Já sobre um eventual pedido de vacinas à Rússia ou à China, Clélio Meneses é mais cauteloso, mas deixa tudo em aberto. “Não foram feitas essas referências especificas por parte de nenhum membro do Governo”, começa por dizer, mas, fazendo questão de referir em seguida o exemplo da Itália, que vai começar a produzir a Sputnik, a vacina russa. “O caminho parece ser o da abertura do mundo às várias soluções desse nível”, conclui o governante com a pasta da saúde no governo açoriano de coligação PSD/CDS/PPM.

Também na sexta-feira, o presidente do governo regional deu uma entrevista à RTP2, já depois das declarações do vice-presidente. Bolieiro foi mais cauteloso, mas não descartou qualquer hipótese: “Estamos a aguardar e a ver a normalidade do fornecimento. Se houver alguma dificuldade que nos coloque numa situação de difícil gestão, então é que admitiremos outras possibilidades”.

No acordo de cooperação e defesa entre Portugal e os Estados Unidos, que regula a base das Lajes na ilha Terceira, está previsto o apoio na área Saúde. Lê-se, por exemplo, no artigo III do acordo: “os serviços de saúde das forças dos Estados Unidos cooperarão, quando solicitados, com os serviços de saúde portugueses na manutenção da saúde pública”.

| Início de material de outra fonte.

use serde::{Deserialize, Serialize};
use thiserror::Error;
use tracing::{error, warn};

#[cfg(feature = "axum")]
use axum::{
    http::StatusCode,
    response::{IntoResponse, Json},
};

/// 系统统一错误类型
#[derive(Error, Debug, Clone, Serialize, Deserialize)]
pub enum LexError {
    // === 业务错误 ===
    #[error("资源未找到: {resource}")]
    NotFound { resource: String },

    #[error("请求无效: {reason}")]
    InvalidRequest { reason: String },

    #[error("验证失败: {message}")]
    Validation { message: String },

    #[error("资源冲突: {details}")]
    Conflict { details: String },

    // === 流水线阶段错误 ===
    #[error("法规检索错误: {stage}")]
    Retrieval { stage: String, message: String },

    #[error("法规切分错误 ({source_id})")]
    Chunking { source_id: String, message: String },

    #[error("模型响应结构无效: {message}")]
    ResponseValidation { message: String },

    // === 技术错误 ===
    #[error("LLM 服务错误 ({provider})")]
    LlmService {
        provider: String,
        message: String,
        #[serde(skip)]
        retry_after: Option<std::time::Duration>,
    },

    #[error("嵌入服务错误 ({provider})")]
    EmbeddingService {
        provider: String,
        message: String,
        #[serde(skip)]
        retry_after: Option<std::time::Duration>,
    },

    #[error("向量存储错误: {operation} 失败")]
    VectorStore { operation: String, message: String },

    #[error("存储错误: {operation}")]
    Storage { operation: String, message: String },

    #[error("外部服务不可用: {service}")]
    ServiceUnavailable {
        service: String,
        #[serde(skip)]
        retry_after: Option<std::time::Duration>,
    },

    // === 系统错误 ===
    #[error("内部系统错误: {message}")]
    Internal {
        message: String,
        details: Option<String>,
    },

    #[error("配置错误: {key} - {reason}")]
    Configuration { key: String, reason: String },

    #[error("序列化错误: {format}")]
    Serialization { format: String, message: String },

    #[error("网络错误: {operation}")]
    Network { operation: String, message: String },

    #[error("超时错误: {operation} 超过 {timeout_ms}ms")]
    Timeout { operation: String, timeout_ms: u64 },

    #[error("并发错误: {operation}")]
    Concurrency { operation: String, message: String },
}

/// 错误严重级别
#[derive(Debug, Clone, Copy, Serialize, Deserialize)]
pub enum ErrorSeverity {
    Low,      // 可预期的业务错误
    Medium,   // 技术错误但不影响核心功能
    High,     // 影响核心功能的错误
    Critical, // 系统级严重错误
}

/// 错误元数据
#[derive(Debug, Clone, Serialize, Deserialize)]
pub struct ErrorMetadata {
    pub error_id: String,
    pub severity: ErrorSeverity,
    pub component: String,
    pub operation: Option<String>,
    pub document_id: Option<String>,
    pub ruleset_id: Option<String>,
    pub timestamp: chrono::DateTime<chrono::Utc>,
}

impl ErrorMetadata {
    pub fn new(error: &LexError, component: &str) -> Self {
        Self {
            error_id: uuid::Uuid::new_v4().to_string(),
            severity: error.severity(),
            component: component.to_string(),
            operation: None,
            document_id: None,
            ruleset_id: None,
            timestamp: chrono::Utc::now(),
        }
    }

    pub fn with_operation(mut self, operation: &str) -> Self {
        self.operation = Some(operation.to_string());
        self
    }

    pub fn with_document(mut self, document_id: &str) -> Self {
        self.document_id = Some(document_id.to_string());
        self
    }

    pub fn with_ruleset(mut self, ruleset_id: &str) -> Self {
        self.ruleset_id = Some(ruleset_id.to_string());
        self
    }
}

impl LexError {
    /// 获取错误的严重级别
    pub fn severity(&self) -> ErrorSeverity {
        match self {
            LexError::NotFound { .. } | LexError::InvalidRequest { .. } => ErrorSeverity::Low,
            LexError::Validation { .. }
            | LexError::Conflict { .. }
            | LexError::ResponseValidation { .. } => ErrorSeverity::Medium,
            LexError::Retrieval { .. } | LexError::Chunking { .. } => ErrorSeverity::Medium,
            LexError::LlmService { .. } | LexError::EmbeddingService { .. } => {
                ErrorSeverity::Medium
            }
            LexError::ServiceUnavailable { .. }
            | LexError::Network { .. }
            | LexError::Timeout { .. } => ErrorSeverity::Medium,
            LexError::VectorStore { .. } | LexError::Storage { .. } => ErrorSeverity::High,
            LexError::Serialization { .. } | LexError::Concurrency { .. } => ErrorSeverity::High,
            LexError::Internal { .. } | LexError::Configuration { .. } => ErrorSeverity::Critical,
        }
    }

    /// 是否为可重试错误（瞬时故障）
    ///
    /// 结构性失败（响应结构无效、验证、配置）永远不可重试。
    pub fn is_retryable(&self) -> bool {
        matches!(
            self,
            LexError::LlmService { .. }
                | LexError::EmbeddingService { .. }
                | LexError::ServiceUnavailable { .. }
                | LexError::Network { .. }
                | LexError::Timeout { .. }
                | LexError::Concurrency { .. }
        )
    }

    /// 获取重试延迟时间
    pub fn retry_after(&self) -> Option<std::time::Duration> {
        match self {
            LexError::ServiceUnavailable { retry_after, .. }
            | LexError::LlmService { retry_after, .. }
            | LexError::EmbeddingService { retry_after, .. } => {
                retry_after.or(Some(std::time::Duration::from_millis(500)))
            }
            LexError::Network { .. } => Some(std::time::Duration::from_millis(500)),
            LexError::Timeout { .. } => Some(std::time::Duration::from_millis(1000)),
            LexError::Concurrency { .. } => Some(std::time::Duration::from_millis(100)),
            _ => None,
        }
    }

    /// 记录错误日志
    pub fn log(&self, metadata: &ErrorMetadata) {
        match metadata.severity {
            ErrorSeverity::Low | ErrorSeverity::Medium => {
                warn!(
                    error_id = %metadata.error_id,
                    component = %metadata.component,
                    operation = ?metadata.operation,
                    document_id = ?metadata.document_id,
                    ruleset_id = ?metadata.ruleset_id,
                    error = %self,
                    "pipeline error"
                );
            }
            ErrorSeverity::High | ErrorSeverity::Critical => {
                error!(
                    error_id = %metadata.error_id,
                    component = %metadata.component,
                    operation = ?metadata.operation,
                    document_id = ?metadata.document_id,
                    ruleset_id = ?metadata.ruleset_id,
                    error = %self,
                    severity = ?metadata.severity,
                    "pipeline error"
                );
            }
        }
    }

    /// 转换为 HTTP 状态码
    pub fn to_http_status(&self) -> u16 {
        match self {
            LexError::NotFound { .. } => 404,
            LexError::InvalidRequest { .. } => 400,
            LexError::Validation { .. } => 400,
            LexError::Conflict { .. } => 409,
            LexError::ServiceUnavailable { .. } => 503,
            LexError::Timeout { .. } => 408,
            _ => 500,
        }
    }

    /// 获取用户友好的错误消息
    pub fn user_message(&self) -> String {
        match self {
            LexError::NotFound { .. } => "请求的资源不存在".to_string(),
            LexError::InvalidRequest { .. } | LexError::Validation { .. } => {
                "请求参数有误，请检查后重试".to_string()
            }
            LexError::Conflict { .. } => "操作冲突，请稍后重试".to_string(),
            LexError::ServiceUnavailable { .. } => "服务暂时不可用，请稍后重试".to_string(),
            LexError::Timeout { .. } => "请求超时，请重试".to_string(),
            LexError::ResponseValidation { .. } => "分析结果无效，该文档已标记为失败".to_string(),
            _ => "系统内部错误，请联系管理员".to_string(),
        }
    }
}

pub type Result<T> = std::result::Result<T, LexError>;

// === 转换实现 ===

impl From<serde_json::Error> for LexError {
    fn from(err: serde_json::Error) -> Self {
        LexError::Serialization {
            format: "json".to_string(),
            message: err.to_string(),
        }
    }
}

impl From<reqwest::Error> for LexError {
    fn from(err: reqwest::Error) -> Self {
        if err.is_timeout() {
            LexError::Timeout {
                operation: "http_request".to_string(),
                timeout_ms: 30000, // 默认超时时间
            }
        } else if err.is_connect() {
            LexError::Network {
                operation: "connect".to_string(),
                message: err.to_string(),
            }
        } else {
            LexError::Network {
                operation: "http_request".to_string(),
                message: err.to_string(),
            }
        }
    }
}

impl From<uuid::Error> for LexError {
    fn from(err: uuid::Error) -> Self {
        LexError::Serialization {
            format: "uuid".to_string(),
            message: err.to_string(),
        }
    }
}

impl From<tokio::task::JoinError> for LexError {
    fn from(err: tokio::task::JoinError) -> Self {
        LexError::Concurrency {
            operation: "task_join".to_string(),
            message: err.to_string(),
        }
    }
}

impl From<qdrant_client::QdrantError> for LexError {
    fn from(err: qdrant_client::QdrantError) -> Self {
        LexError::VectorStore {
            operation: "qdrant_client".to_string(),
            message: err.to_string(),
        }
    }
}

impl From<sled::Error> for LexError {
    fn from(err: sled::Error) -> Self {
        LexError::Storage {
            operation: "sled".to_string(),
            message: err.to_string(),
        }
    }
}

impl From<anyhow::Error> for LexError {
    fn from(err: anyhow::Error) -> Self {
        LexError::Internal {
            message: err.to_string(),
            details: None,
        }
    }
}

// Axum integration
#[cfg(feature = "axum")]
impl IntoResponse for LexError {
    fn into_response(self) -> axum::response::Response {
        let status_code = match self {
            LexError::Validation { .. } | LexError::InvalidRequest { .. } => {
                StatusCode::BAD_REQUEST
            }
            LexError::NotFound { .. } => StatusCode::NOT_FOUND,
            LexError::Conflict { .. } => StatusCode::CONFLICT,
            LexError::ServiceUnavailable { .. } => StatusCode::SERVICE_UNAVAILABLE,
            LexError::Timeout { .. } => StatusCode::REQUEST_TIMEOUT,
            _ => StatusCode::INTERNAL_SERVER_ERROR,
        };

        let body = serde_json::json!({
            "error": self.to_string(),
            "message": self.user_message()
        });

        (status_code, Json(body)).into_response()
    }
}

As reacções recentes dos membros do executivo surgem na semana em que a variante inglesa provocou um aumento do número de casos diários no arquipélago. Foi assim invertida a tendência de diminuição do número de casos activos do último mês, embora a região esteja ainda muito longe dos dias críticos de Janeiro quando registou um máximo de 916 casos activos. Actualmente, os Açores têm 85 casos positivos activos: 74 em São Miguel, nove no Pico e dois na Terceira.